While Walker was talking, I had my mind turned idly to what might work against him in Pontiac, considering what he had said.
“What about the… ah… pitchout?” I asked. “What do you do if that is… ah… run to your side?”
Walker caught it immediately. “You thirsting to send that out my way in Pontiac?” he said. “Gulp, holy cow…” He whacked the side of his head with his palm. “Don’t, pul-lease!”
“No, no,” I said. “I’m just curious.”
“If you call for a run out my way,” said Walker, “my function would be to delay the play, turn it inside so that the pursuit can catch up and take care of it—”
Schmidt stopped him. “That’s fine, professor. Now let’s talk about red dogging the quarterback. Let’s tell him how we do it. Wayne, tell him how I say ‘Jumbo’ in the huddle. Tell him how my voice throbs.”
“Well, Joe’s voice—”
“Tell him about my hands, Wayne. How are my hands, Wayne?”
“Like claws,” Walker said quickly.
“Now tell him about Brettschneider. Tell him how this little spot of spit turns up in the corner of the Badger’s mouth when he hears that word ‘Jumbo.’”

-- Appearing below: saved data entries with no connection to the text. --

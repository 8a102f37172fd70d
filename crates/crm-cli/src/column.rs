use crate::theme;
use anyhow::{bail, Result};
use clap::{Args, Subcommand};
use console::style;
use crm_admin::{ColumnDescriptor, ColumnType, Db};
use uuid::Uuid;

#[derive(Subcommand, Debug)]
pub enum ColumnCommand {
    /// Add a custom column
    Add(AddColumn),

    /// Rename a custom column
    Rename {
        id: Uuid,

        /// New display name
        name: String,
    },

    /// Drop a custom column and its metadata
    Delete {
        id: Uuid,

        /// Do not ask for confirmation
        #[arg(long, short)]
        yes: bool,
    },

    /// List column metadata, newest first
    List,

    /// Show the live columns of the clients table
    Schema,

    /// Compare live columns with their metadata
    Audit,
}

#[derive(Args, Debug)]
pub struct AddColumn {
    /// Display name; the column identifier is derived from it
    name: String,

    /// One of string, integer, date, timestamp, boolean, dropdown
    #[arg(long = "type", short = 't', value_parser = parse_column_type)]
    column_type: ColumnType,

    /// Dropdown option, repeat for each option
    #[arg(long = "option", short = 'o')]
    options: Vec<String>,
}

impl ColumnCommand {
    pub(crate) async fn run(self, db: &Db) -> Result<()> {
        let columns = db.columns();

        match self {
            ColumnCommand::Add(add) => {
                theme::heading("Add Column");

                let options = (!add.options.is_empty()).then_some(add.options);
                let column = columns.add_column(&add.name, add.column_type, options).await?;

                print_column(&column);
                theme::done(format!("Added {}", column.column_name));
            }
            ColumnCommand::Rename { id, name } => {
                theme::heading("Rename Column");

                let column = columns.rename_column(id, &name).await?;

                print_column(&column);
                theme::done(format!("Renamed to {}", column.column_name));
            }
            ColumnCommand::Delete { id, yes } => {
                theme::heading("Delete Column");

                if !theme::confirm("This drops the column and its data. Are you sure?", yes)? {
                    return Ok(());
                }

                columns.delete_column(id).await?;
                theme::done("Column deleted");
            }
            ColumnCommand::List => {
                theme::heading("Columns");

                let descriptors = columns.list_columns().await?;
                if descriptors.is_empty() {
                    println!("  {}", style("No custom columns.").magenta().dim());
                    println!();
                }

                for column in &descriptors {
                    print_column(column);
                }
            }
            ColumnCommand::Schema => {
                theme::heading("Schema");

                for column in columns.list_schema().await? {
                    let name = if column.is_custom() {
                        style(column.column_name).cyan()
                    } else {
                        style(column.column_name)
                    };

                    println!(
                        "  {:<32} {:<26} {:<9} {}",
                        name,
                        column.data_type,
                        if column.is_nullable { "null" } else { "not null" },
                        style(column.column_default.unwrap_or_default()).dim()
                    );
                }
                println!();
            }
            ColumnCommand::Audit => {
                theme::heading("Audit");

                let report = columns.audit().await?;

                if report.is_consistent() {
                    theme::done("Live columns match their metadata");
                    return Ok(());
                }

                for column in &report.orphan_columns {
                    println!(
                        "  {} {} has no metadata",
                        style("✖").red().bold(),
                        style(&column.column_name).bold()
                    );
                }

                for descriptor in &report.dangling_descriptors {
                    println!(
                        "  {} {} is described but missing ({})",
                        style("✖").red().bold(),
                        style(&descriptor.column_name).bold(),
                        descriptor.id
                    );
                }

                for mismatch in &report.type_mismatches {
                    println!(
                        "  {} {} is {} but described as {}",
                        style("✖").red().bold(),
                        style(&mismatch.live.column_name).bold(),
                        mismatch.live.data_type,
                        mismatch.descriptor.column_type
                    );
                }

                println!();
                bail!("schema drift detected");
            }
        }

        Ok(())
    }
}

fn parse_column_type(s: &str) -> Result<ColumnType, String> {
    s.parse().map_err(|_| {
        let names: Vec<_> = ColumnType::ALL.iter().map(|ty| ty.as_str()).collect();
        format!("expected one of {}", names.join(", "))
    })
}

fn print_column(column: &ColumnDescriptor) {
    println!(
        "  {} {} {}",
        style(&column.column_name).bold(),
        style(format!("({})", column.column_type.label())).dim(),
        style(column.id).dim()
    );

    if let Some(options) = &column.dropdown_options {
        println!("    {}", options.join(", "));
    }

    println!();
}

“Well, there’s this little—”
“Tell him about the big a-a-aagh sound that Roger Brown makes in the huddle—like he’s finished a big beer.”
“Roger—”
I interrupted. “Come on. Cut it out. Seriously. How do you get to the passer?”
When the two of them had quieted down, Walker explained. “Red dogging, blitzing—a lot of names for it—means committing the linebackers to a rush on the passer, means for me that I got to run over the halfback opposite who’s trying to block. There are two ways of getting by him. You can come at him and give him a juke—a fake—and dodge by him. Or, because he’s sure to be smaller, you can run right over him, jump over him.”
“Come on,” I said.
“If he’s set up right for it—that is, he’s crouched down trying to block low—then it’s a great move… You sail over him. It gives you a great feeling and it’s a great photograph too. I’ve got one of myself clearing Jon Arnett of the Rams.”

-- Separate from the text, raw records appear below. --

use super::{Flavor, Formatter, ToSql};

use crm_core::stmt;

pub trait Params {
    fn push(&mut self, param: &stmt::Value) -> Placeholder;
}

pub struct Placeholder(pub usize);

impl Params for Vec<stmt::Value> {
    fn push(&mut self, value: &stmt::Value) -> Placeholder {
        self.push(value.clone());
        Placeholder(self.len())
    }
}

impl ToSql for Placeholder {
    fn to_sql<P: Params>(self, f: &mut Formatter<'_, P>) {
        use std::fmt::Write;

        // Writing to a `String` cannot fail
        let _ = match f.serializer.flavor {
            Flavor::Postgresql => write!(f.dst, "${}", self.0),
            Flavor::Sqlite => write!(f.dst, "?{}", self.0),
        };
    }
}

impl ToSql for &stmt::Value {
    fn to_sql<P: Params>(self, f: &mut Formatter<'_, P>) {
        let placeholder = f.params.push(self);
        placeholder.to_sql(f);
    }
}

“When you come down,” said Schmidt, looking at me, the grin beginning again, “and you’re moving right lively, guess who’s there, just getting to throw the ball… oh, maybe just three feet away from you, your arms reaching for him? Three guesses.”
“I dunno. The official timekeeper?”
“Boom!” said Schmidt. “Pow!” He drove his fist into his hand.
“Zap,” said Walker. “Bwang!”
“Biff!” said Schmidt.
“Gentlemen,” I said. I rose from my chair. “There are holes, exploitable holes, in the defense. You have unwittingly talked too much.”
I tried staring at them somberly, but it didn’t work too well.